European and Asian shares dropped on Tuesday as investors fretted about rising interest rates and the impact of US export restrictions on the world’s biggest chipmakers.
The regional Stoxx 600 fell 0.5 per cent at the open, while Germany’s Dax index dropped 0.7 per cent.
In Asia, Hong Kong’s Hang Seng index fell 1.7 per cent to its lowest point in nearly 11 years as tougher restrictions from Washington on the export of critical technology rippled across the tech sector.
Semiconductor and related technology shares have dropped sharply since Washington launched new export controls last week to restrict Beijing’s plans for technological self-sufficiency. The restrictions limit the sales of semiconductors made with US technology, unless vendors obtain an export licence.

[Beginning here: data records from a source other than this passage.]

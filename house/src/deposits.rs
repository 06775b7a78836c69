use arcade_types::{DepositRecord, DepositStatus, Token, WalletAddress};
use rust_decimal::Decimal;
use std::collections::HashMap;
use std::sync::{Mutex, MutexGuard};

#[derive(Default)]
struct DepositIndex {
    by_tx_id: HashMap<String, DepositRecord>,
    next_id: u64,
}

/// Recorded deposits, unique by transaction id.
#[derive(Default)]
pub struct DepositBook {
    index: Mutex<DepositIndex>,
}

pub struct NewDeposit<'a> {
    pub wallet: &'a WalletAddress,
    pub tx_id: &'a str,
    pub token: &'a Token,
    pub amount: Decimal,
    pub chain: &'a str,
}

impl DepositBook {
    pub fn new() -> Self {
        Self::default()
    }

    /// Insert a deposit row. Returns `None` when `tx_id` was already recorded.
    pub fn insert(&self, deposit: NewDeposit<'_>, now: u64) -> Option<DepositRecord> {
        let mut index = self.lock();
        if index.by_tx_id.contains_key(deposit.tx_id) {
            return None;
        }
        index.next_id += 1;
        let record = DepositRecord {
            id: index.next_id,
            wallet: deposit.wallet.clone(),
            tx_id: deposit.tx_id.to_string(),
            token: deposit.token.clone(),
            amount: deposit.amount,
            chain: deposit.chain.to_string(),
            status: DepositStatus::Confirmed,
            created_at: now,
        };
        index
            .by_tx_id
            .insert(record.tx_id.clone(), record.clone());
        Some(record)
    }

    /// Undo an insert whose credit could not be applied.
    pub fn remove(&self, tx_id: &str) -> Option<DepositRecord> {
        self.lock().by_tx_id.remove(tx_id)
    }

    pub fn len(&self) -> usize {
        self.lock().by_tx_id.len()
    }

    pub fn restore(&self, records: impl IntoIterator<Item = DepositRecord>) {
        let mut index = self.lock();
        for record in records {
            index.next_id = index.next_id.max(record.id);
            index.by_tx_id.insert(record.tx_id.clone(), record);
        }
    }

    fn lock(&self) -> MutexGuard<'_, DepositIndex> {
        match self.index.lock() {
            Ok(guard) => guard,
            Err(poisoned) => {
                tracing::warn!("deposit index lock poisoned; recovering");
                poisoned.into_inner()
            }
        }
    }
}
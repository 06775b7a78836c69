/// Maximum accepted length of a wallet address string.
pub const MAX_WALLET_LENGTH: usize = 128;

/// Maximum accepted length of a token symbol.
pub const MAX_TOKEN_LENGTH: usize = 16;

/// Maximum accepted length of an on-chain transaction identifier.
pub const MAX_TX_ID_LENGTH: usize = 128;

/// Maximum accepted length of a chain name.
pub const MAX_CHAIN_LENGTH: usize = 32;

/// Maximum accepted length of a withdrawal destination.
pub const MAX_DESTINATION_LENGTH: usize = 128;

/// Maximum number of wager records returned by a history query.
pub const MAX_WAGER_HISTORY_PAGE: usize = 200;

/// Error body returned when a debit would overdraw a balance.
pub const ERROR_INSUFFICIENT_BALANCE: &str = "insufficient balance";

/// Error body returned when a deposit transaction id was already ingested.
pub const ERROR_DEPOSIT_ALREADY_RECORDED: &str = "deposit already recorded";
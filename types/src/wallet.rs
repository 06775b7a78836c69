//! Wallet address and token symbol newtypes.
//!
//! Both are normalized on construction so that map keys built from them compare
//! the way the chain does: hex (`0x…`) addresses are case-insensitive and get
//! lower-cased, every other address format is kept verbatim. Token symbols are
//! upper-cased.

use serde::{Deserialize, Serialize};
use std::fmt;
use std::str::FromStr;
use thiserror::Error;

use crate::{MAX_TOKEN_LENGTH, MAX_WALLET_LENGTH};

#[derive(Debug, Error, Clone, PartialEq, Eq)]
pub enum ParseError {
    #[error("wallet address is empty")]
    EmptyWallet,
    #[error("wallet address too long (len={len}, max={max})")]
    WalletTooLong { len: usize, max: usize },
    #[error("wallet address contains invalid character {0:?}")]
    InvalidWalletCharacter(char),
    #[error("token symbol is empty")]
    EmptyToken,
    #[error("token symbol too long (len={len}, max={max})")]
    TokenTooLong { len: usize, max: usize },
    #[error("token symbol contains invalid character {0:?}")]
    InvalidTokenCharacter(char),
    #[error("unknown game: {0}")]
    UnknownGame(String),
    #[error("unknown guess: {0}")]
    UnknownGuess(String),
}

/// A chain address that owns ledger balances.
#[derive(Clone, Debug, PartialEq, Eq, Hash, PartialOrd, Ord, Serialize, Deserialize)]
#[serde(try_from = "String", into = "String")]
pub struct WalletAddress(String);

impl WalletAddress {
    pub fn parse(raw: &str) -> Result<Self, ParseError> {
        let trimmed = raw.trim();
        if trimmed.is_empty() {
            return Err(ParseError::EmptyWallet);
        }
        if trimmed.len() > MAX_WALLET_LENGTH {
            return Err(ParseError::WalletTooLong {
                len: trimmed.len(),
                max: MAX_WALLET_LENGTH,
            });
        }
        if let Some(invalid) = trimmed.chars().find(|c| !c.is_ascii_graphic()) {
            return Err(ParseError::InvalidWalletCharacter(invalid));
        }
        if is_hex_address(trimmed) {
            return Ok(Self(trimmed.to_ascii_lowercase()));
        }
        Ok(Self(trimmed.to_string()))
    }

    pub fn as_str(&self) -> &str {
        &self.0
    }
}

/// Canonical form of a deposit transaction id: hex hashes (`0x…`) compare case-insensitively,
/// like hex addresses, and are lower-cased. Other formats are kept verbatim.
pub fn normalize_tx_id(raw: &str) -> String {
    let trimmed = raw.trim();
    if is_hex_address(trimmed) {
        return trimmed.to_ascii_lowercase();
    }
    trimmed.to_string()
}

fn is_hex_address(value: &str) -> bool {
    let body = match value
        .strip_prefix("0x")
        .or_else(|| value.strip_prefix("0X"))
    {
        Some(body) => body,
        None => return false,
    };
    !body.is_empty() && body.chars().all(|c| c.is_ascii_hexdigit())
}

impl TryFrom<String> for WalletAddress {
    type Error = ParseError;

    fn try_from(value: String) -> Result<Self, Self::Error> {
        Self::parse(&value)
    }
}

impl From<WalletAddress> for String {
    fn from(value: WalletAddress) -> Self {
        value.0
    }
}

impl FromStr for WalletAddress {
    type Err = ParseError;

    fn from_str(s: &str) -> Result<Self, Self::Err> {
        Self::parse(s)
    }
}

impl fmt::Display for WalletAddress {
    fn fmt(&self, f: &mut fmt::Formatter<'_>) -> fmt::Result {
        f.write_str(&self.0)
    }
}

/// Short symbol identifying an on-chain asset (e.g. `MIL`).
#[derive(Clone, Debug, PartialEq, Eq, Hash, PartialOrd, Ord, Serialize, Deserialize)]
#[serde(try_from = "String", into = "String")]
pub struct Token(String);

impl Token {
    pub fn parse(raw: &str) -> Result<Self, ParseError> {
        let trimmed = raw.trim();
        if trimmed.is_empty() {
            return Err(ParseError::EmptyToken);
        }
        if trimmed.len() > MAX_TOKEN_LENGTH {
            return Err(ParseError::TokenTooLong {
                len: trimmed.len(),
                max: MAX_TOKEN_LENGTH,
            });
        }
        if let Some(invalid) = trimmed.chars().find(|c| !c.is_ascii_alphanumeric()) {
            return Err(ParseError::InvalidTokenCharacter(invalid));
        }
        Ok(Self(trimmed.to_ascii_uppercase()))
    }

    pub fn as_str(&self) -> &str {
        &self.0
    }
}

impl TryFrom<String> for Token {
    type Error = ParseError;

    fn try_from(value: String) -> Result<Self, Self::Error> {
        Self::parse(&value)
    }
}

impl From<Token> for String {
    fn from(value: Token) -> Self {
        value.0
    }
}

impl FromStr for Token {
    type Err = ParseError;

    fn from_str(s: &str) -> Result<Self, Self::Err> {
        Self::parse(s)
    }
}

impl fmt::Display for Token {
    fn fmt(&self, f: &mut fmt::Formatter<'_>) -> fmt::Result {
        f.write_str(&self.0)
    }
}

#[cfg(test)]
mod tests {
    use super::*;

    #[test]
    fn test_hex_wallet_is_case_insensitive() {
        let upper = WalletAddress::parse("0xABCdef0123").unwrap();
        let lower = WalletAddress::parse("0xabcdef0123").unwrap();
        assert_eq!(upper, lower);
        assert_eq!(upper.as_str(), "0xabcdef0123");
    }

    #[test]
    fn test_base58_wallet_keeps_case() {
        let a = WalletAddress::parse("9xQeWvG816bUx9EPjHmaT23yvVM2ZWbrrpZb9PusVFin").unwrap();
        let b = WalletAddress::parse("9xqewvg816bux9epjhmat23yvvm2zwbrrpzb9pusvfin").unwrap();
        assert_ne!(a, b);
    }

    #[test]
    fn test_tx_id_normalization() {
        assert_eq!(normalize_tx_id(" 0xABCdef01 "), "0xabcdef01");
        assert_eq!(normalize_tx_id("0XABC"), "0xabc");
        // Signatures in other encodings are case-sensitive
        assert_eq!(normalize_tx_id("5VERv8NMvzbJMEkV"), "5VERv8NMvzbJMEkV");
    }

    #[test]
    fn test_wallet_rejects_empty_and_whitespace() {
        assert_eq!(WalletAddress::parse("   "), Err(ParseError::EmptyWallet));
        assert!(matches!(
            WalletAddress::parse("abc def"),
            Err(ParseError::InvalidWalletCharacter(' '))
        ));
    }

    #[test]
    fn test_wallet_rejects_too_long() {
        let raw = "a".repeat(MAX_WALLET_LENGTH + 1);
        assert!(matches!(
            WalletAddress::parse(&raw),
            Err(ParseError::WalletTooLong { .. })
        ));
    }

    #[test]
    fn test_token_normalizes_to_upper_case() {
        assert_eq!(Token::parse(" mil ").unwrap().as_str(), "MIL");
        assert!(matches!(
            Token::parse("MI-L"),
            Err(ParseError::InvalidTokenCharacter('-'))
        ));
        assert_eq!(Token::parse(""), Err(ParseError::EmptyToken));
    }

    #[test]
    fn test_serde_validates_on_deserialize() {
        let token: Token = serde_json::from_str("\"sol\"").unwrap();
        assert_eq!(token.as_str(), "SOL");
        assert!(serde_json::from_str::<WalletAddress>("\"\"").is_err());
    }
}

The Philadelphia Semiconductor index lost 3.5 per cent on Monday, after China’s biggest semiconductor groups lost a combined $8.6bn in market capitalisation earlier in the day.
On Tuesday, Japanese, South Korean and Taiwanese semiconductor groups, which had been shielded from the market fallout of the new bans by a Monday holiday, all fell. Japan’s Topix closed down 1.9 per cent.
Jitters over Chinese growth add to an already difficult picture for global markets, which have been reined in for much of the year by concerns that central banks’ efforts to tame rampant inflation by raising interest rates will trigger a recession.
US consumer price index data due on Thursday will provide investors with more insight on the impact of the Federal Reserve’s rate-raising policy on rising prices. Economists polled by Reuters expect the headline figure to slip back to 8.1 per cent in the year to September, down from 8.3 per cent for the previous month.
Ahead of the data and the beginning of corporate earnings season in the US this week, the broad S&P 500 gauge closed down 0.8 per cent on Monday while the Nasdaq Composite slipped 1 per cent. Futures markets showed a continued risk-off mood on Tuesday, with contracts tracking the S&P 500 and Nasdaq 100 both down 0.8 per cent.
In government bond markets, the Bank of England widened its gilt-buying programme after a sell-off on Monday pushed up the UK’s long-term borrowing costs.
The Bank will include index-linked gilt purchases in its programme to tackle “dysfunction in this market, and the prospect of self-reinforcing ‘fire sale’ dynamics, [which] pose a material risk to UK financial stability”, it said.
Gilts made a muted reaction in early trading, with 30-year gilt yields slipping back 0.1 percentage points to 4.6 per cent. Ten-year yields fell 0.07 percentage points to 4.4 per cent, as the price of the bonds rose.
In currencies, the dollar rose 0.2 per cent against a basket of six peers, extending its 18 per cent rise so far this year. The pound slipped 0.15 per cent against the greenback to trade just above $1.10.